Search code examples
haskellprofiling

Program runs fine with profiling, slower without profiling


I'm observing the following execution times:

  • ~9s when compiled with stack build
  • ~5s when compiled with stack build --profile

I'd expect non-profiled execution time to be below 1s, which tells me that the profiled time above makes sense, it's the non-profiled time that is abnormally slow.

A few more details:

  • The program reads a relational algebra-like DSL, applies a series of rule-based transformations, and outputs a translation to SQL. Parsing is done with megaparsec. I/O is String based and is relatively small (~ 150 KBs). I would exclude I/O as a source of the problem. Transformations involve recursive rewriting rules over an ADT. In a few occasions, I use ugly-memo to speed up such recursive rewrites.
  • Using stack 2.9.1 with LTS 18.28, ghc 8.10.7
    (EDIT: upgrading to LTS 20.11, ghc 9.2.5, does not help)
  • In the cabal file:
  ghc-options:        -O2 -Wall -fno-warn-unused-do-bind -fno-warn-missing-signatures -fno-warn-name-shadowing -fno-warn-orphans
  ghc-prof-options:   -O2 -fprof-auto "-with-rtsopts=-p -V0.0001 -hc -s"
  • Notice that none of the above is new, but I have never observed this behaviour before.
  • I've seen this related question, but compiling with -fno-state-hack does not help
  • Compiling with -O1 doesn't help (about the same as -O2), and -O0 is significantly slower, as expected.
  • The profiling information shows no culprit. The problem only shows up with non-profiled execution.

I realise I'm not giving many details. In particular, I'm not including any code snippet because it's a large code base and I have no idea of which part of it could trigger this behaviour. My point is indeed that I don't know how to narrow it down.

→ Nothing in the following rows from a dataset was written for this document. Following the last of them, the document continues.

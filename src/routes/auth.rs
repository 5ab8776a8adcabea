use axum::extract::State;
use axum::http::header::SET_COOKIE;
use axum::response::AppendHeaders;
use axum::Json;
use serde::Serialize;
use utoipa::ToSchema;
use uuid::Uuid;

use crate::app::AppState;
use crate::auth::csrf::{issue_token, CSRF_COOKIE};
use crate::auth::SESSION_COOKIE;
use crate::authz::Access;
use crate::errors::{AppError, AppResult};
use crate::events::log_activity;
use crate::models::user::{AuthResponse, DbUser, LoginRequest, MeResponse, User};
use crate::utils::verify_password;

#[derive(Debug, Serialize, ToSchema)]
pub struct MessageResponse {
    pub message: String,
}

fn session_cookie(token: &str, max_age_hours: i64) -> String {
    format!(
        "{SESSION_COOKIE}={token}; Path=/; HttpOnly; SameSite=Lax; Max-Age={}",
        max_age_hours * 3600
    )
}

/// Readable by the SPA so it can echo the value in the CSRF header.
fn csrf_cookie(token: &str, max_age_hours: i64) -> String {
    format!(
        "{CSRF_COOKIE}={token}; Path=/; SameSite=Lax; Max-Age={}",
        max_age_hours * 3600
    )
}

pub async fn fetch_user_by_id(pool: &sqlx::SqlitePool, user_id: Uuid) -> AppResult<DbUser> {
    sqlx::query_as::<_, DbUser>(
        "SELECT id, name, email, password_hash, is_admin, created_at, updated_at, deleted_at \
         FROM users WHERE id = ? AND deleted_at IS NULL",
    )
    .bind(user_id.to_string())
    .fetch_optional(pool)
    .await?
    .ok_or_else(|| AppError::not_found("User not found"))
}

#[utoipa::path(
    post,
    path = "/auth/login",
    tag = "Auth",
    request_body = LoginRequest,
    responses(
        (status = 200, description = "Login successful", body = AuthResponse),
        (status = 401, description = "Invalid credentials")
    )
)]
pub async fn login(
    State(state): State<AppState>,
    Json(payload): Json<LoginRequest>,
) -> AppResult<(AppendHeaders<[(axum::http::HeaderName, String); 2]>, Json<AuthResponse>)> {
    let db_user = sqlx::query_as::<_, DbUser>(
        "SELECT id, name, email, password_hash, is_admin, created_at, updated_at, deleted_at \
         FROM users WHERE email = ? AND deleted_at IS NULL",
    )
    .bind(&payload.email)
    .fetch_optional(&state.pool)
    .await?
    .ok_or_else(|| AppError::unauthorized("invalid credentials"))?;

    if !verify_password(&payload.password, &db_user.password_hash)? {
        return Err(AppError::unauthorized("invalid credentials"));
    }

    let user: User = db_user.try_into()?;
    let token = state.jwt.encode(user.id)?;
    let csrf_token = issue_token();

    log_activity(&state.event_bus, "login", Some(user.id), &user);

    let headers = AppendHeaders([
        (SET_COOKIE, session_cookie(&token, state.jwt.exp_hours)),
        (SET_COOKIE, csrf_cookie(&csrf_token, state.jwt.exp_hours)),
    ]);

    Ok((headers, Json(AuthResponse { token, csrf_token, user })))
}

#[utoipa::path(
    post,
    path = "/auth/logout",
    tag = "Auth",
    responses((status = 200, description = "Logout acknowledged", body = MessageResponse))
)]
pub async fn logout() -> (AppendHeaders<[(axum::http::HeaderName, String); 2]>, Json<MessageResponse>) {
    // Stateless tokens: logout just clears the browser cookies.
    let headers = AppendHeaders([
        (SET_COOKIE, format!("{SESSION_COOKIE}=; Path=/; HttpOnly; Max-Age=0")),
        (SET_COOKIE, format!("{CSRF_COOKIE}=; Path=/; Max-Age=0")),
    ]);

    (
        headers,
        Json(MessageResponse {
            message: "logged out".to_string(),
        }),
    )
}

#[utoipa::path(
    get,
    path = "/auth/me",
    tag = "Auth",
    responses((status = 200, description = "Current user with effective permissions", body = MeResponse)),
    security(("bearerAuth" = []))
)]
pub async fn me(State(state): State<AppState>, access: Access) -> AppResult<Json<MeResponse>> {
    let db_user = fetch_user_by_id(&state.pool, access.user_id).await?;
    let user: User = db_user.try_into()?;

    Ok(Json(MeResponse {
        user,
        roles: access.profile.role_slug_list(),
        permissions: access.profile.permission_slugs(),
        is_super_admin: access.profile.is_super_admin,
    }))
}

So my question is not "where is the problem?", but rather: what could I do to get closer to the source of the issue, given that the obvious tool (profiling) turns out to be useless in this case?


Solution

  • Though I still don't know the exact reason for the difference between profile and non-profile execution, I now found the culprit in my code.

    A function that recurse over the ADT was implemented as follows:

    f :: (?env :: Env) => X -> Y
    f = memo go
    where
      go :: (?env :: Env) => X -> Y
      go (...) = ...
      go x = f (children x) -- memoised recursion over x's children
    

    Note that:

    • each recursion is memoised, as it the data structure may contain many duplicates
    • the function uses an Env parameter, which is used internally but never changes during the whole recursion. Note that it is declared as an implicit parameter.

    Profiling info about this function showed many more function calls than expected. Three orders of magnitude more than expected! (Still pretty weird that, despite this, profile execution was reasonably fast).

    Turns out, the implicit parameter was the issue. I don't know the exact reason, but I had read blogs about how evil implicit parameters can be and now I have first-hand proof of that.

    Changing this function to using only explicit parameters fixed it completely:

    f :: Env -> X -> Y
    f env = memo (go env)
    where
      go :: Env -> X -> Y
      go env (...) = ...
      go env x = f env (children x) -- memoised recursion over x's children
    

    EDIT: Thanks to @leftaroundabout for pointing out that my solution above isn't very correct - it under-uses memoisation (see discussion below). The correct version should be:

    f :: Env -> X -> Y
    f env = f_env
    where 
      f_env = memo $ go env
      go env (...)
      go env x = f_env (children x)
    

    What the implicit parameter seemed to cause is that uglymemo failed to recognise previously stored calls, so I got all the overhead that comes with it and no benefit.

    My problem is kind of solved, but if someone can explain the underlying reasons for which implicit parameters can cause this behaviour, and why would profile execution be faster, I'd still be very interested to learn that.